L’opposizione al progetto

E per rendersi conto che si tratta solo di una questione ideologica – e lo sarà da oggi fino a quando la struttura sarà, a dispetto e nonostante la presenza di questi signori, portata a totale compimento – basta leggere i nomi di associazioni e gruppi che hanno deciso di iscriversi al Gp «no Ponte». Una sorta di fritto misto di protagonisti: Pd, 5S, comunisti, pro-pal, anti-Israele, centri sociali, no Tav, partigiani (per carità, quelli veri che combatterono per la libertà nostra e del Paese, molti dei quali persero la vita meritano il massimo rispetto, ma se fossero in vita oggi non credo scenderebbero in strada per dire «no al Ponte», al contrario dei loro eredi odierni, decisamente meno).

A differenza degli avi, non fanno che rinfocolare gli odi, rendendo sempre più quella del 25 aprile, che dovrebbe essere una festa unitaria, una manifestazione di parte, di stampo leninista.

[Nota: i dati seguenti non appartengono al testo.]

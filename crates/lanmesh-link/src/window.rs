//! Fixed-size send ring of the reliable stream
//!
//! Every connection owns one [`SendWindow`] of `BUFFER_LENGTH` slots.
//! The send pointer and ack pointer are monotonic counters; a counter
//! maps onto its ring slot by masking with `SEQ_MASK`, which is why the
//! ring length must be a power of two. The window treats the in-flight
//! range `[ack, send)` as a contiguous segment: acknowledgments outside
//! it are ignored, and only the contiguous acked prefix advances the ack
//! pointer — a gap stalls the window until it is filled.

use std::sync::Mutex;
use std::sync::atomic::{AtomicU32, Ordering};
use std::time::{Duration, Instant};

use bytes::Bytes;
use tokio::sync::Notify;

use lanmesh_core::{BUFFER_LENGTH, SEQ_MASK};

#[derive(Default)]
struct Slot {
    acked: bool,
    pending: Option<PendingSyn>,
}

struct PendingSyn {
    payload: Bytes,
    sent_at: Instant,
}

/// Sliding send window with per-slot acknowledgment flags
pub struct SendWindow {
    slots: Mutex<Vec<Slot>>,
    send_count: AtomicU32,
    ack_count: AtomicU32,
    space: Notify,
}

impl SendWindow {
    /// Create an empty window
    pub fn new() -> Self {
        let mut slots = Vec::with_capacity(BUFFER_LENGTH);
        slots.resize_with(BUFFER_LENGTH, Slot::default);
        Self {
            slots: Mutex::new(slots),
            send_count: AtomicU32::new(0),
            ack_count: AtomicU32::new(0),
            space: Notify::new(),
        }
    }

    /// Map a monotonic counter onto its wire sequence number
    pub fn seq_of(counter: u32) -> u16 {
        (counter as u16) & SEQ_MASK
    }

    /// Claim the next sequence counter, waiting while the ring is full
    pub async fn reserve(&self) -> u32 {
        loop {
            let notified = self.space.notified();
            let send = self.send_count.load(Ordering::Acquire);
            let ack = self.ack_count.load(Ordering::Acquire);
            if send.wrapping_sub(ack) < BUFFER_LENGTH as u32 {
                if self
                    .send_count
                    .compare_exchange(send, send.wrapping_add(1), Ordering::AcqRel, Ordering::Acquire)
                    .is_ok()
                {
                    return send;
                }
                continue;
            }
            notified.await;
        }
    }

    /// Store the payload of a reserved slot for acknowledgment tracking
    /// and retransmission
    pub fn record(&self, counter: u32, payload: Bytes) {
        let mut slots = self.slots.lock().expect("send window poisoned");
        slots[(counter as usize) & (BUFFER_LENGTH - 1)] = Slot {
            acked: false,
            pending: Some(PendingSyn {
                payload,
                sent_at: Instant::now(),
            }),
        };
    }

    /// Mark a sequence number acknowledged and advance the contiguous
    /// prefix, clearing each consumed slot
    ///
    /// Returns whether the acknowledgment landed inside the in-flight
    /// window and was not a duplicate.
    pub fn acknowledge(&self, seq: u16) -> bool {
        let mut slots = self.slots.lock().expect("send window poisoned");
        let ack = self.ack_count.load(Ordering::Acquire);
        let send = self.send_count.load(Ordering::Acquire);
        let in_flight = send.wrapping_sub(ack);
        if in_flight == 0 {
            return false;
        }

        let base = Self::seq_of(ack);
        let offset = (seq.wrapping_sub(base) & SEQ_MASK) as u32;
        if offset >= in_flight {
            return false;
        }

        let idx = (seq & SEQ_MASK) as usize;
        if slots[idx].acked {
            return false;
        }
        slots[idx].acked = true;

        let mut cur = ack;
        while cur != send {
            let i = (cur as usize) & (BUFFER_LENGTH - 1);
            if !slots[i].acked {
                break;
            }
            slots[i] = Slot::default();
            cur = cur.wrapping_add(1);
        }
        if cur != ack {
            // Sole writer of the ack pointer, serialized by the slot lock
            self.ack_count.store(cur, Ordering::Release);
            self.space.notify_waiters();
        }
        true
    }

    /// Collect unacked datagrams older than `older_than` for
    /// retransmission, restamping their send time
    pub fn stale_payloads(&self, older_than: Duration) -> Vec<(u16, Bytes)> {
        let mut slots = self.slots.lock().expect("send window poisoned");
        let ack = self.ack_count.load(Ordering::Acquire);
        let send = self.send_count.load(Ordering::Acquire);
        let now = Instant::now();

        let mut stale = Vec::new();
        let mut cur = ack;
        while cur != send {
            let slot = &mut slots[(cur as usize) & (BUFFER_LENGTH - 1)];
            if !slot.acked {
                if let Some(pending) = &mut slot.pending {
                    if now.duration_since(pending.sent_at) >= older_than {
                        pending.sent_at = now;
                        stale.push((Self::seq_of(cur), pending.payload.clone()));
                    }
                }
            }
            cur = cur.wrapping_add(1);
        }
        stale
    }

    /// Current (send, ack) counters
    pub fn pointers(&self) -> (u32, u32) {
        (
            self.send_count.load(Ordering::Acquire),
            self.ack_count.load(Ordering::Acquire),
        )
    }

    /// Number of unconsumed in-flight slots
    pub fn in_flight(&self) -> u32 {
        let (send, ack) = self.pointers();
        send.wrapping_sub(ack)
    }

    /// Whether every sent datagram has been acknowledged and consumed
    pub fn is_idle(&self) -> bool {
        self.in_flight() == 0
    }
}

impl Default for SendWindow {
    fn default() -> Self {
        Self::new()
    }
}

E una volta tanto che nella vita vera (quella che non corre quotidianamente dietro un nemico che non c’è: il fascismo) potrebbero dare una mano a costruire un ponte – nella fattispecie, il più lungo del mondo (3,3 km a campata unica) – decidono di erigere un «muro». (Dal «muro di Berlino» al «muro sullo Stretto», insomma).

Un fronte variegato contro il governo

Poi, per non farsi mancare il di più, hanno messo insieme una novantina di sigle di partiti e movimenti vari, centri sociali «no Tav», i «black bloc» e i «no a tutto sempre e comunque», purché contro il governo, facciano caciara e lancino strali contro l’esecutivo e l’infrastruttura da realizzare.

E se è vero – stando ai resoconti che ne hanno fatto gli italici organi d’informazione – grafiche, slogan, fotomontaggi, invettive, «vaffa» a raffica e minacce rivolte all’esecutivo, alla Meloni, al ministro Salvini e alle forze di polizia, ovviamente, non sono mancate. Anzi!

Sicché, i centri sociali – facendo il verso alla «rivolta sociale» di Landini – non hanno perso tempo a dichiarare «guerra ai cantieri». Non sono mancati gli avvisi inquietanti rivolti al ministro: «Salvini, ti pentirai amaramente di aver portato avanti questo progetto» o «Salvini, attento: nello Stretto fischia il vento», mentre «la Repubblica» fa sapere che solo «un italiano (e meno male che qualcuno che lo vuole c’è. Temevo peggio!) su tre è favorevole» e se lo dice lei non c’è neanche bisogno di sottolineare che è la solita fake news.

Come solo di speculazione e ipocrisia si tratta l’accusa dell’opposizione al governo per l’ennesima tragedia del mare che ha fatto altre 27 vittime al largo di Lampedusa. Siamo seri: se questo è il modello di lotta che intendono portare avanti fino al termine della legislatura, forse è meglio che si diano all’ippica. Gli italiani gliene saranno grati. E magari li ringrazieranno pure, negando loro qualche voto in meno.